If you are interested in participating in the study, please contact University of Kansas Assistant Professor Scott Reinardy at reinardy@ku.edu. He will forward the Web survey to you.

Reinardy tells us that he wanted to do the study -- which should take five years -- to see how people who survive layoffs act after the cuts and to see what happens to the people who get cut, many of whom are middle-aged professionals who have lost not just a job but a career.

"It's what I'm calling the lost generation of journalists," Reinardy said. "With the transition happening in newsrooms, we're going to have a different product on the other end. When you change the dynamics of the newsroom and lose people with vast institutional experience, you change the coverage and the dimension of quality."

Reinardy hopes to have some preliminary results ready in the next month to discuss at national academic conferences and get a jump start on publishing in academic journals. That's moving pretty fast, considering he started the study a week ago with a pilot outreach to the Star, which he said resulted in only a few dozen responses.

"Of course it's a turbulent time there so there's some reluctance," he says. "Even though it's totally anonymous, the people who haven't been laid off don't want to be seen as giving the company a reason. And for those that have been, it's often hard to find them. They get scattered."

Reinardy, who worked in the industry for 18 years before getting his Ph.D. from Columbia, has made a decent academic career from the misery of journalists. His fields of research include the stress and burnout rates of newsroom employees, which are, for some reason, high lately. In 2007, he did a study charting burnout and found that exhaustion leads to cynicism, which in turn leads to a decrease in personal satisfaction with your job. It took 800 respondents to reach that conclusion, by the way. Also, apparently the younger generation of journalism students isn't interested in 50-hour work weeks and sacrificing time with their family for an uncertain future.

Does the professor believe that younger journalists have lower satisfaction rates because they're tied to crippling debt incurred to get a degree in order to land a job with a starting pay scale that hasn't risen in a couple of decades? "We don't know," he says. "The two big questions I get asked by my students are 'Can I get a job when I graduate?' and 'Will it pay anything?' "

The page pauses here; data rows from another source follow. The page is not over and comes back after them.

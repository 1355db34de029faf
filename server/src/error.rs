use std::error::Error as StdError;
use std::fmt;

use anyhow::Error as AnyError;
use axum::http::{header, StatusCode};
use axum::response::{IntoResponse, Response};
use displaydoc::Display;
use tracing_error::SpanTrace;

pub type ServerResult<T> = Result<T, ServerError>;

/// The kind of an error.
#[derive(Debug, Display)]
pub enum ErrorKind {
    /// The URL you requested was not found.
    NotFound,
    /// The requested store path does not exist.
    NoSuchPath,
    /// The requested NAR hash does not match the current store path.
    IncorrectNarHash,
    /// Store error: {0}
    StoreError(AnyError),
}
impl ErrorKind {
    fn http_status_code(&self) -> StatusCode {
        match self {
            Self::NotFound => StatusCode::NOT_FOUND,
            Self::NoSuchPath => StatusCode::NOT_FOUND,
            Self::IncorrectNarHash => StatusCode::NOT_FOUND,
            Self::StoreError(_) => StatusCode::INTERNAL_SERVER_ERROR,
        }
    }

    /// Body sent to clients.
    ///
    /// The 404 bodies are part of the binary-cache wire protocol;
    /// substituters match on them.
    fn client_body(&self) -> &'static str {
        match self {
            Self::NotFound => "File not found.\n",
            Self::NoSuchPath => "No such path.\n",
            Self::IncorrectNarHash => "Incorrect NAR hash. Maybe the path has been recreated.\n",
            Self::StoreError(_) => "Internal server error.\n",
        }
    }
}

/// A server error.
#[derive(Debug)]
pub struct ServerError {
    /// The kind of the error.
    kind: ErrorKind,
    /// Context of where the error occurred.
    context: SpanTrace,
}
impl ServerError {
    pub fn store_error(error: impl StdError + Send + Sync + 'static) -> Self {
        ErrorKind::StoreError(AnyError::new(error)).into()
    }
}
impl fmt::Display for ServerError {
    fn fmt(&self, f: &mut fmt::Formatter<'_>) -> fmt::Result {
        writeln!(f, "{}", self.kind)?;
        self.context.fmt(f)?;
        Ok(())
    }
}
impl StdError for ServerError {}
impl From<ErrorKind> for ServerError {
    fn from(kind: ErrorKind) -> Self {
        Self {
            kind,
            context: SpanTrace::capture(),
        }
    }
}
impl IntoResponse for ServerError {
    fn into_response(self) -> Response {
        if matches!(self.kind, ErrorKind::StoreError(_)) {
            tracing::error!("{}", self);
        }

        (
            self.kind.http_status_code(),
            [(header::CONTENT_TYPE, "text/plain")],
            self.kind.client_body(),
        )
            .into_response()
    }
}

Layoffs and possible bankruptcy aside, Reinardy still thinks it's a great time to be a journalist. "Much of what's being done on the Web isn't very good. You need to set yourself apart from all that noise out there," he says. "As a whole, if you do a search for anything you'll get a lot of stuff that's useless and if you want accurate information your best source is still likely going to be a professional journalist. Not that there isn't some great blog work being done, but like I said, there's a lot of stuff that's just noise." Ha! Take that, bloggers!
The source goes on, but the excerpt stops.